RESPONSE CHARACTERISTICS OF LUMINESCENT OXYGEN SENSORS

Nonlinear Stern-Volmer quenching characteristics are a common feature of oxygen sensors containing Ru(II) complexes immobilized in solid-state matrices. We discuss the origins of this behaviour and address the implications of the molecular processes on sensor performance with the help of two different sensor systems: (1) For tris(2,2'-bipyridyl)Ru(II) dichloride (Rubpy) adsorbed on silica-gel the influence of both the adsorption isotherm and heterogeneity of the indicator's environment significantly contributes to the intensity and lifetime Stern-Volmer behaviour.
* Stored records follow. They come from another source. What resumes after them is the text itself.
//! # Packet Receiver
//!
//! Owns the UDP socket and the receive thread. Every datagram is copied
//! into a fresh [`Bytes`] and handed to the caller's callback on the
//! receive thread, in arrival order.

use crate::net::{self, NetworkBinding};
use crate::stats::PipelineStats;
use anyhow::{bail, Result};
use bytes::Bytes;
use crossbeam_channel::{bounded, Receiver, RecvTimeoutError};
use std::io::ErrorKind;
use std::net::SocketAddr;
use std::sync::atomic::{AtomicBool, Ordering};
use std::sync::Arc;
use std::thread;
use std::time::Duration;
use tracing::{debug, info, warn};

/// Largest UDP payload.
pub const MAX_DATAGRAM: usize = 65_535;

/// Default socket read timeout; bounds how long the loop takes to notice a stop.
pub const DEFAULT_READ_TIMEOUT: Duration = Duration::from_millis(100);

/// Default wait for the receive thread on `stop()`.
pub const DEFAULT_SHUTDOWN_TIMEOUT: Duration = Duration::from_secs(1);

struct ReceiveWorker {
    handle: thread::JoinHandle<()>,
    exited: Receiver<()>,
    local_addr: SocketAddr,
}

pub struct PacketReceiver {
    running: Arc<AtomicBool>,
    stats: Arc<PipelineStats>,
    worker: Option<ReceiveWorker>,
    read_timeout: Duration,
    shutdown_timeout: Duration,
}

impl PacketReceiver {
    pub fn new(stats: Arc<PipelineStats>) -> Self {
        Self::with_timeouts(stats, DEFAULT_READ_TIMEOUT, DEFAULT_SHUTDOWN_TIMEOUT)
    }

    pub fn with_timeouts(
        stats: Arc<PipelineStats>,
        read_timeout: Duration,
        shutdown_timeout: Duration,
    ) -> Self {
        Self {
            running: Arc::new(AtomicBool::new(false)),
            stats,
            worker: None,
            read_timeout,
            shutdown_timeout,
        }
    }

    /// Bind `port` and start the receive thread.
    ///
    /// `on_packet` runs on the receive thread for each non-empty datagram.
    /// Returns the bound local address.
    pub fn start<F>(
        &mut self,
        port: u16,
        binding: Option<&NetworkBinding>,
        mut on_packet: F,
    ) -> Result<SocketAddr>
    where
        F: FnMut(Bytes) + Send + 'static,
    {
        if self.worker.is_some() {
            bail!("receiver already running");
        }

        let socket = net::bind_udp(port, binding, self.read_timeout)?;
        let local_addr = socket.local_addr()?;

        self.running.store(true, Ordering::Release);
        let running = self.running.clone();
        let stats = self.stats.clone();
        let (exit_tx, exit_rx) = bounded::<()>(1);

        let spawned = thread::Builder::new()
            .name("thirdeye-recv".into())
            .spawn(move || {
                let _exit = exit_tx;
                let mut buf = vec![0u8; MAX_DATAGRAM];
                while running.load(Ordering::Relaxed) {
                    match socket.recv_from(&mut buf) {
                        Ok((0, _)) => {}
                        Ok((len, _from)) => {
                            stats.record_packet(len);
                            on_packet(Bytes::copy_from_slice(&buf[..len]));
                        }
                        Err(ref e)
                            if e.kind() == ErrorKind::WouldBlock
                                || e.kind() == ErrorKind::TimedOut
                                || e.kind() == ErrorKind::Interrupted => {}
                        Err(e) => {
                            if !running.load(Ordering::Relaxed) {
                                break;
                            }
                            warn!(error = %e, "UDP receive failed");
                            thread::sleep(Duration::from_millis(10));
                        }
                    }
                }
                debug!("receive thread exiting");
            });

        let handle = match spawned {
            Ok(handle) => handle,
            Err(e) => {
                self.running.store(false, Ordering::Release);
                bail!("failed to spawn receive thread: {e}");
            }
        };

        info!(%local_addr, binding = ?binding.map(|b| b.to_string()), "receiver started");
        self.worker = Some(ReceiveWorker {
            handle,
            exited: exit_rx,
            local_addr,
        });
        Ok(local_addr)
    }

    /// Stop the receive thread, waiting at most the shutdown timeout.
    /// Idempotent.
    pub fn stop(&mut self) {
        self.running.store(false, Ordering::Release);
        let Some(worker) = self.worker.take() else {
            return;
        };
        match worker.exited.recv_timeout(self.shutdown_timeout) {
            Ok(()) | Err(RecvTimeoutError::Disconnected) => {
                if worker.handle.join().is_err() {
                    warn!("receive thread panicked");
                }
            }
            Err(RecvTimeoutError::Timeout) => {
                warn!(
                    timeout_ms = self.shutdown_timeout.as_millis() as u64,
                    "receive thread did not stop in time, detaching"
                );
            }
        }
        info!(addr = %worker.local_addr, "receiver stopped");
    }

    pub fn is_running(&self) -> bool {
        self.worker.is_some() && self.running.load(Ordering::Acquire)
    }

    /// `(packets, bytes)` received so far.
    pub fn stats(&self) -> (u64, u64) {
        (self.stats.packets_received(), self.stats.bytes_received())
    }

    pub fn local_addr(&self) -> Option<SocketAddr> {
        self.worker.as_ref().map(|w| w.local_addr)
    }
}

impl Drop for PacketReceiver {
    fn drop(&mut self) {
        self.stop();
    }
}

#[cfg(test)]
mod tests {
    use super::*;
    use crossbeam_channel::unbounded;
    use std::net::{Ipv4Addr, UdpSocket};
    use std::time::Instant;

    fn loopback() -> NetworkBinding {
        NetworkBinding::Address(Ipv4Addr::LOCALHOST.into())
    }

    #[test]
    fn delivers_datagrams_in_order() {
        let mut rx = PacketReceiver::new(Arc::new(PipelineStats::new()));
        let (tx, got) = unbounded();
        let addr = rx
            .start(0, Some(&loopback()), move |b| {
                let _ = tx.send(b);
            })
            .unwrap();
        assert!(rx.is_running());

        let sender = UdpSocket::bind("127.0.0.1:0").unwrap();
        for n in 0..5u8 {
            sender.send_to(&[n; 10], addr).unwrap();
        }
        let received: Vec<Bytes> = (0..5)
            .map(|_| got.recv_timeout(Duration::from_secs(2)).unwrap())
            .collect();
        for (n, b) in received.iter().enumerate() {
            assert_eq!(b.len(), 10);
            assert_eq!(b[0], n as u8);
        }
        assert_eq!(rx.stats(), (5, 50));
        rx.stop();
    }

    #[test]
    fn large_datagram_is_copied_exactly() {
        let mut rx = PacketReceiver::new(Arc::new(PipelineStats::new()));
        let (tx, got) = unbounded();
        let addr = rx
            .start(0, Some(&loopback()), move |b| {
                let _ = tx.send(b);
            })
            .unwrap();
        let payload: Vec<u8> = (0..60_000u32).map(|i| (i % 251) as u8).collect();
        UdpSocket::bind("127.0.0.1:0")
            .unwrap()
            .send_to(&payload, addr)
            .unwrap();
        let b = got.recv_timeout(Duration::from_secs(2)).unwrap();
        assert_eq!(&b[..], &payload[..]);
    }

    #[test]
    fn stop_is_prompt_and_idempotent() {
        let mut rx = PacketReceiver::new(Arc::new(PipelineStats::new()));
        rx.start(0, Some(&loopback()), |_| {}).unwrap();
        let started = Instant::now();
        rx.stop();
        rx.stop();
        assert!(started.elapsed() < Duration::from_secs(1));
        assert!(!rx.is_running());
        assert!(rx.local_addr().is_none());
    }

    #[test]
    fn double_start_is_rejected() {
        let mut rx = PacketReceiver::new(Arc::new(PipelineStats::new()));
        rx.start(0, Some(&loopback()), |_| {}).unwrap();
        assert!(rx.start(0, Some(&loopback()), |_| {}).is_err());
    }

    #[test]
    fn can_restart_after_stop() {
        let mut rx = PacketReceiver::new(Arc::new(PipelineStats::new()));
        rx.start(0, Some(&loopback()), |_| {}).unwrap();
        rx.stop();
        assert!(rx.start(0, Some(&loopback()), |_| {}).is_ok());
    }
}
A modified method to determine an average lifetime from parameters received by a multi-exponential decay analysis is employed to show that static quenching is absent in this system. (2) For tris(4,7'-diphenyl-1,10'-phenanthroline) diperchlorate (RuPh(2)phen) dissolved in polystyrene a two-component approach is shown to be adequate for the description of the intensity and mean lifetime Stern-Volmer behaviour, as well as the excited state decay. The origin of this behaviour is discussed in consideration of lifetime distributions present in disordered media. The pre-exponentially weighted mean lifetime is used to show that static quenching is also absent in this system. The importance of the thermal history of the sample is noted.